Based on community input that was received in 2021, the Library advanced a proposal submitted to the City’s Capital Improvement Budget (CIB) committee for $8.1M in investment for the Hamline Midway Library through the City’s 2022/23 Capital Investment Budget (CIB) process that would support a new building on the same site or a renovation plus expansion. Recommended by the committee for funding, Mayor Carter proposed and City Council approved an $8.1 million investment in Hamline Midway Library. The Library began to work with community and LSE Architects in late 2021 to dig into possibilities for an amended set of two options: new building or renovation and expansion.
The decision on which direction to pursue for how to transform Hamline Midway Library was made by City administration in May 2022. It was based upon community input, building assessments, project budget, and Saint Paul strategic goals for libraries, sustainability, equity and inclusion, and fiscal responsibility. From there, LSE focused on a rebuild for more detailed schematic design
SPPL and its design partners considered other options, including renovation/addition on site, adding another level to existing building, co-location off-site, and acquiring additional property. These options were determined to be not viable financially, operationally, or because they did not result in a library that meets community needs.

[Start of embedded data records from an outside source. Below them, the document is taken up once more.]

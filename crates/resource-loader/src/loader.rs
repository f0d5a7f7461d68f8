//! Typed resource loaders.

use crate::error::{LoaderError, LoaderResult};
use crate::transport::{Response, Transport};
use log::debug;
use template_xml::{parse_document, Document};

/// Turns the response for one URL into a value.
pub trait ResourceLoader: Send + Sync + 'static {
    /// The loaded value.
    type Output: Send + 'static;

    /// URL to fetch.
    fn url(&self) -> &str;

    /// Convert the response.
    fn result(&self, response: Response) -> LoaderResult<Self::Output>;
}

/// Fetch the resource of `loader` through `transport`.
pub async fn load<L, T>(loader: &L, transport: &T) -> LoaderResult<L::Output>
where
    L: ResourceLoader,
    T: Transport,
{
    let url = loader.url();
    debug!("loading {}", url);
    let response = transport
        .fetch(url)
        .await
        .map_err(|source| LoaderError::Transport {
            url: url.to_string(),
            source,
        })?;
    loader.result(response)
}

fn join(base: &str, path: &str) -> String {
    format!("{}{}", base, path)
}

/// Accepts any response.
#[derive(Debug, Clone)]
pub struct RawLoader {
    url: String,
}

impl RawLoader {
    pub fn new(url: impl Into<String>) -> Self {
        Self { url: url.into() }
    }

    /// Load `path` relative to `base`; the two are concatenated.
    pub fn with_base(base: &str, path: &str) -> Self {
        Self::new(join(base, path))
    }
}

impl ResourceLoader for RawLoader {
    type Output = Response;

    fn url(&self) -> &str {
        &self.url
    }

    fn result(&self, response: Response) -> LoaderResult<Response> {
        Ok(response)
    }
}

/// Loads the body of a `200` response.
#[derive(Debug, Clone)]
pub struct TextLoader {
    url: String,
}

impl TextLoader {
    pub fn new(url: impl Into<String>) -> Self {
        Self { url: url.into() }
    }

    /// Load `path` relative to `base`; the two are concatenated.
    pub fn with_base(base: &str, path: &str) -> Self {
        Self::new(join(base, path))
    }
}

impl ResourceLoader for TextLoader {
    type Output = String;

    fn url(&self) -> &str {
        &self.url
    }

    fn result(&self, response: Response) -> LoaderResult<String> {
        if !response.is_ok() {
            return Err(LoaderError::Status {
                url: self.url.clone(),
                response,
            });
        }
        Ok(response.text)
    }
}

/// Parses the body of a `200` response as XML.
#[derive(Debug, Clone)]
pub struct XmlLoader {
    url: String,
}

impl XmlLoader {
    pub fn new(url: impl Into<String>) -> Self {
        Self { url: url.into() }
    }

    /// Load `path` relative to `base`; the two are concatenated.
    pub fn with_base(base: &str, path: &str) -> Self {
        Self::new(join(base, path))
    }
}

impl ResourceLoader for XmlLoader {
    type Output = Document;

    fn url(&self) -> &str {
        &self.url
    }

    fn result(&self, response: Response) -> LoaderResult<Document> {
        if !response.is_ok() {
            return Err(LoaderError::Status {
                url: self.url.clone(),
                response,
            });
        }
        match parse_document(&response.text) {
            Ok(document) => Ok(document),
            Err(source) => Err(LoaderError::Xml {
                url: self.url.clone(),
                response,
                source,
            }),
        }
    }
}
//! Replacement of placeholder markers by widgets.

use crate::error::PanelResult;
use indexmap::IndexMap;
use smol_str::SmolStr;
use template_dom::{Document, NodeId};
use template_fields::{FieldId, TopPanel};

/// Fill `container` with `html`, then swap every placeholder element whose
/// `id` is mapped for the widget of its field.
///
/// Unmapped markers stay in place as empty elements.
pub fn splice(
    panel: &mut TopPanel,
    container: NodeId,
    html: &str,
    placeholders: &IndexMap<SmolStr, FieldId>,
    doc: &mut dyn Document,
) -> PanelResult<()> {
    doc.set_inner_html(container, html)?;
    replace_markers(panel, container, placeholders, doc)
}

fn replace_markers(
    panel: &mut TopPanel,
    node: NodeId,
    placeholders: &IndexMap<SmolStr, FieldId>,
    doc: &mut dyn Document,
) -> PanelResult<()> {
    let mut child = doc.first_child(node);
    while let Some(current) = child {
        let next = doc.next_sibling(current);
        let field = doc
            .attribute(current, "id")
            .and_then(|id| placeholders.get(id))
            .copied();
        match field {
            Some(field) => {
                let widget = panel.widget(field, doc)?;
                doc.insert_before(node, widget, current)?;
                doc.remove_child(node, current)?;
            }
            None => replace_markers(panel, current, placeholders, doc)?,
        }
        child = next;
    }
    Ok(())
}
//! Document capability.
//!
//! Template panels never touch a concrete DOM: they go through the
//! [`Document`] trait. [`MemoryDocument`] implements it over an arena and is
//! what tests and the command line use.

pub mod document;
pub mod error;
pub mod memory;

pub use document::{Document, NodeId};
pub use error::{DomError, DomErrorCode, DomResult};
pub use memory::MemoryDocument;
//! Asynchronous resource loading.
//!
//! A [`Transport`] fetches raw responses, a [`ResourceLoader`] turns a
//! response into a typed value and a [`LoaderBarrier`] waits for a group of
//! loaders, collecting successes and failures in the order they finish.
//! [`TemplateLoader`] uses them to fill a template builder.

pub mod barrier;
pub mod error;
pub mod loader;
pub mod templates;
pub mod transport;

pub use barrier::{BarrierOutcome, Loaded, LoaderBarrier, Success};
pub use error::{LoaderError, LoaderResult};
pub use loader::{load, RawLoader, ResourceLoader, TextLoader, XmlLoader};
pub use templates::TemplateLoader;
pub use transport::{FileTransport, MemoryTransport, Response, Transport};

We have an opportunity to honor and continue the historic legacy of neighbors’ desire for a modern, adequate library at 1558 Minnehaha Ave. while designing a fully accessible building that is safe, inviting, affirming, and comfortable for people of all cultures, abilities, and communities. We seek to build a library that incorporates elements of the past while not having access to public spaces, resources, and services constricted by it.
A city that works for all needs libraries that work for all. The 1930 Hamline Midway Library was not built to work for everyone. The dark underbelly of this historic legacy is one of racial supremacy in which white settlers moved from East to West to obtain cheap land through treaties with Indigenous tribes, and to subsequently profit off those exploitive deals. Now, in 2022, amidst a racial reckoning in this country – including civil unrest and protests for racial justice in the very neighborhood where this library stands – we at Saint Paul Public Library do not concur that this trend in our country’s history is one to further honor and memorialize through designation of this building on the historic register.
Saint Paul Public Library buildings are public buildings and the Saint Paul Public Library is the legal property owner of the Hamline Midway Library according to Ramsey County Property Tax Records.